Structure Components

An ISEQ contains everything the VM needs to execute a piece of Ruby code:

ISEQ Components:
┌──────────────────────────────────────┐
│ Bytecode Instructions                │
│ ┌──────────────────────────────────┐ │
│ │ [putself, opt_send_without_block,│ │
│ │  leave]                          │ │
│ └──────────────────────────────────┘ │
├──────────────────────────────────────┤
│ Call Counter (for JIT)               │
│ ┌──────────────────────────────────┐ │
│ │ calls: 25                        │ │
│ └──────────────────────────────────┘ │
├──────────────────────────────────────┤
│ JIT Entry Point                      │
│ ┌──────────────────────────────────┐ │
│ │ NULL or 0x7f8e2c004000           │ │
│ └──────────────────────────────────┘ │
├──────────────────────────────────────┤
│ Metadata                             │
│ - Local variable table               │
│ - Argument information               │
│ - Source location info               │
│ - Catch table (exception handling)   │
│ - Constant pool                      │
└──────────────────────────────────────┘

Bytecode Instructions

The heart of an ISEQ is its array of YARV stack instructions. These instructions represent the compiled Ruby code with operands embedded inline:

# Ruby:
x = 42
 
# Instruction sequence:
# 0000 putobject 42        ← '42' is an operand
# 0002 setlocal x

The operand 42 is known at compile-time and built into the ISEQ. At runtime, the VM reads it from the ISEQ. This differs from stack values, which are computed at runtime.

Local Variable Table

The ISEQ maintains a local variable table mapping variable names to stack positions:

def calculate(x, y)
  sum = x + y
  product = x * y
  sum + product
end
 
# Local table:
# 0: x        (parameter)
# 1: y        (parameter)
# 2: sum      (local variable)
# 3: product  (local variable)

This table enables the VM to:

Access variables by offset (fast)
Allocate the right amount of stack space
Provide debugging information

Argument Information

The ISEQ stores detailed argument metadata for method dispatch and validation:

def method(req, opt = 1, *rest, key:, key_opt: 2, **kwrest, &block)
  # ...
end
 
# Argument info:
# - Required positional: 1 (req)
# - Optional positional: 1 (opt)
# - Rest parameter: yes (*rest)
# - Required keyword: 1 (key:)
# - Optional keyword: 1 (key_opt:)
# - Keyword rest: yes (**kwrest)
# - Block parameter: yes (&block)

This information guides argument validation at call sites, stack frame setup, and method dispatch optimization.

Constant Pool

The constant pool stores compile-time known values:

def example
  puts "Hello", 42, :symbol
end
 
# Constant pool:
# - "Hello" (string literal)
# - 42 (integer literal)
# - :symbol (symbol literal)
# - :puts (method name)
#
# Instructions reference pool by index:
# putstring @0   ← "Hello"
# putobject @1   ← 42
# putobject @2   ← :symbol

This makes bytecode compact - values are stored once and referenced by index. Nested ISEQs are also stored in the parent’s constant pool.
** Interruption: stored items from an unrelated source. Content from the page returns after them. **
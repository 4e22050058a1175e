use std::path::PathBuf;

use tracing::info;
use tracing_subscriber::EnvFilter;

use iconprep::{
    CropParams, CropSpec, ExportPlan, ExportReport, ExportTarget, OutputSize, ResampleFilter,
    crop_file_to_path, export_file, run_pipeline,
};

use super::args::{
    CliArgs, Command, CropArgs, CropGeometryArgs, ExportArgs, ExportTargetArgs, PipelineArgs,
};
use super::errors::AppError;

/// Parse `1024` (square) or `1024x768`.
pub fn parse_size(size: &str) -> Result<OutputSize, AppError> {
    let invalid = || AppError::InvalidSize {
        size: size.to_string(),
    };
    let trimmed = size.trim();
    let (width, height) = match trimmed.split_once(['x', 'X']) {
        Some((w, h)) => (
            w.trim().parse::<u32>().map_err(|_| invalid())?,
            h.trim().parse::<u32>().map_err(|_| invalid())?,
        ),
        None => {
            let side = trimmed.parse::<u32>().map_err(|_| invalid())?;
            (side, side)
        }
    };

    if width == 0 || height == 0 {
        return Err(AppError::ZeroSize {
            size: size.to_string(),
        });
    }

    Ok(OutputSize { width, height })
}

/// Parse `PLATFORM=DIR` or `PLATFORM=DIR/FILENAME.png`.
pub fn parse_target(spec: &str, size: OutputSize) -> Result<ExportTarget, AppError> {
    let invalid = || AppError::InvalidTarget {
        target: spec.to_string(),
    };
    let (platform, path) = spec.split_once('=').ok_or_else(invalid)?;
    let platform = platform.trim();
    if platform.is_empty() || path.is_empty() {
        return Err(invalid());
    }

    let path = PathBuf::from(path);
    let is_png = path
        .extension()
        .and_then(|e| e.to_str())
        .is_some_and(|e| e.eq_ignore_ascii_case("png"));

    if is_png {
        let filename = path
            .file_name()
            .and_then(|f| f.to_str())
            .ok_or_else(invalid)?
            .to_string();
        let dir = match path.parent() {
            Some(p) if !p.as_os_str().is_empty() => p.to_path_buf(),
            _ => PathBuf::from("."),
        };
        Ok(ExportTarget::new(platform, dir, filename, size))
    } else {
        Ok(ExportTarget::with_default_filename(platform, path, size))
    }
}

fn crop_spec(geometry: &CropGeometryArgs) -> Result<CropSpec, AppError> {
    match (geometry.fraction, geometry.margin, geometry.margin_px) {
        (Some(f), None, None) => Ok(CropSpec::Fraction(f)),
        (None, Some(m), None) => Ok(CropSpec::Margin(m)),
        (None, None, Some(px)) => Ok(CropSpec::MarginPixels(px)),
        _ => Err(AppError::MissingArgument {
            arg: "exactly one of --fraction, --margin, --margin-px".to_string(),
        }),
    }
}

fn crop_params(args: &CropArgs) -> Result<CropParams, AppError> {
    Ok(CropParams {
        crop: crop_spec(&args.geometry)?,
        size: parse_size(&args.size)?,
        filter: args.filter.unwrap_or_default(),
    })
}

/// Merge the optional plan file with command line targets and overrides.
fn build_plan(
    args: &ExportTargetArgs,
    size: OutputSize,
    filter: Option<ResampleFilter>,
) -> Result<ExportPlan, AppError> {
    let mut plan = match &args.plan {
        Some(path) => {
            info!("Loading export plan: {:?}", path);
            ExportPlan::from_file(path)?
        }
        None => ExportPlan::default(),
    };

    if let Some(backdrop) = args.backdrop {
        plan.options.backdrop = backdrop;
    }
    if let Some(filter) = filter {
        plan.options.filter = filter;
    }
    if let Some(author) = &args.author {
        plan.options.author = author.clone();
    }
    if let Some(version) = args.manifest_version {
        plan.options.version = version;
    }
    for spec in &args.targets {
        plan.targets.push(parse_target(spec, size)?);
    }

    Ok(plan)
}

fn log_report(report: &ExportReport) {
    info!("Source color mode: {}", report.source_mode);
    for target in &report.targets {
        info!(
            "{}: {:?} ({}x{}), manifest {:?}",
            target.platform, target.image_path, target.width, target.height, target.manifest_path
        );
    }
}

fn run_crop(args: &CropArgs) -> Result<(), AppError> {
    let params = crop_params(args)?;
    info!(
        "Cropping {:?} with {} to {} ({})",
        args.input, params.crop, params.size, params.filter
    );
    crop_file_to_path(&args.input, &args.output, &params)?;
    Ok(())
}

fn run_export(args: &ExportArgs) -> Result<(), AppError> {
    let size = parse_size(&args.size)?;
    let plan = build_plan(&args.export, size, args.filter)?;
    if plan.targets.is_empty() {
        return Err(AppError::MissingArgument {
            arg: "--target or --plan with targets".to_string(),
        });
    }

    let report = export_file(&args.input, &plan.targets, &plan.options)?;
    log_report(&report);
    info!(
        "Successfully exported {:?} to {} target(s)",
        args.input,
        report.targets.len()
    );
    Ok(())
}

/// Crop parameters and export plan for `pipeline`. An explicit `--filter`
/// applies to both stages; otherwise the plan's filter is kept.
fn pipeline_inputs(args: &PipelineArgs) -> Result<(CropParams, ExportPlan), AppError> {
    let params = crop_params(&args.crop)?;
    let plan = build_plan(&args.export, params.size, args.crop.filter)?;
    Ok((params, plan))
}

fn run_pipeline_command(args: &PipelineArgs) -> Result<(), AppError> {
    let (params, plan) = pipeline_inputs(args)?;
    let export = if plan.targets.is_empty() {
        info!("No export targets given; stopping after crop");
        None
    } else {
        Some(&plan)
    };

    if let Some(report) = run_pipeline(&args.crop.input, &args.crop.output, &params, export)? {
        log_report(&report);
    }
    Ok(())
}

fn init_logging() {
    tracing_subscriber::fmt()
        .with_env_filter(EnvFilter::new("iconprep=debug"))
        .init();
}

pub fn run(args: CliArgs) -> Result<(), Box<dyn std::error::Error>> {
    if args.log {
        init_logging();
    }

    match &args.command {
        Command::Crop(crop) => run_crop(crop)?,
        Command::Export(export) => run_export(export)?,
        Command::Pipeline(pipeline) => run_pipeline_command(pipeline)?,
    }

    Ok(())
}
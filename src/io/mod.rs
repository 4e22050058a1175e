//! I/O layer: loading source bitmaps and writing PNG outputs plus
//! asset-catalog manifests.
pub mod reader;
pub use reader::{ensure_source_exists, load_image};

pub mod writers;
Source Location Information

For debugging and error reporting, ISEQs maintain source location data:

# Associates each instruction with source location
{
  instruction_index: 0,
  source_file: "example.rb",
  line_number: 10,
  column: 5
}

This enables meaningful stack traces, debugger breakpoints, coverage analysis, and TracePoint events.

Catch Table (Exception Handling)

The catch table maps instruction ranges to exception handlers:

def risky
  dangerous_operation
rescue StandardError => e
  handle_error(e)
ensure
  cleanup
end
 
# Catch table:
# [
#   { type: :rescue, range: 0..5, target: 6 },
#   { type: :ensure, range: 0..8, target: 9 }
# ]

When an exception occurs, the VM checks the current instruction index against the catch table, finds the matching handler, and jumps to the handler’s target instruction.

JIT Integration

The ISEQ serves as the coordination point between interpretation and compilation.

Call Counter: The JIT Trigger

The call counter tracks how many times this ISEQ has been executed. This simple integer drives the JIT compilation decision:

struct rb_iseq_constant_body {
    // ... other fields
    unsigned int call_counter;
    // ...
};

The YJIT execution mechanics use this counter to implement the two-phase compilation strategy:

25 calls: Begin profiling
30 calls: Compile to native code

Each time the ISEQ executes, the VM increments this counter and checks if compilation should trigger.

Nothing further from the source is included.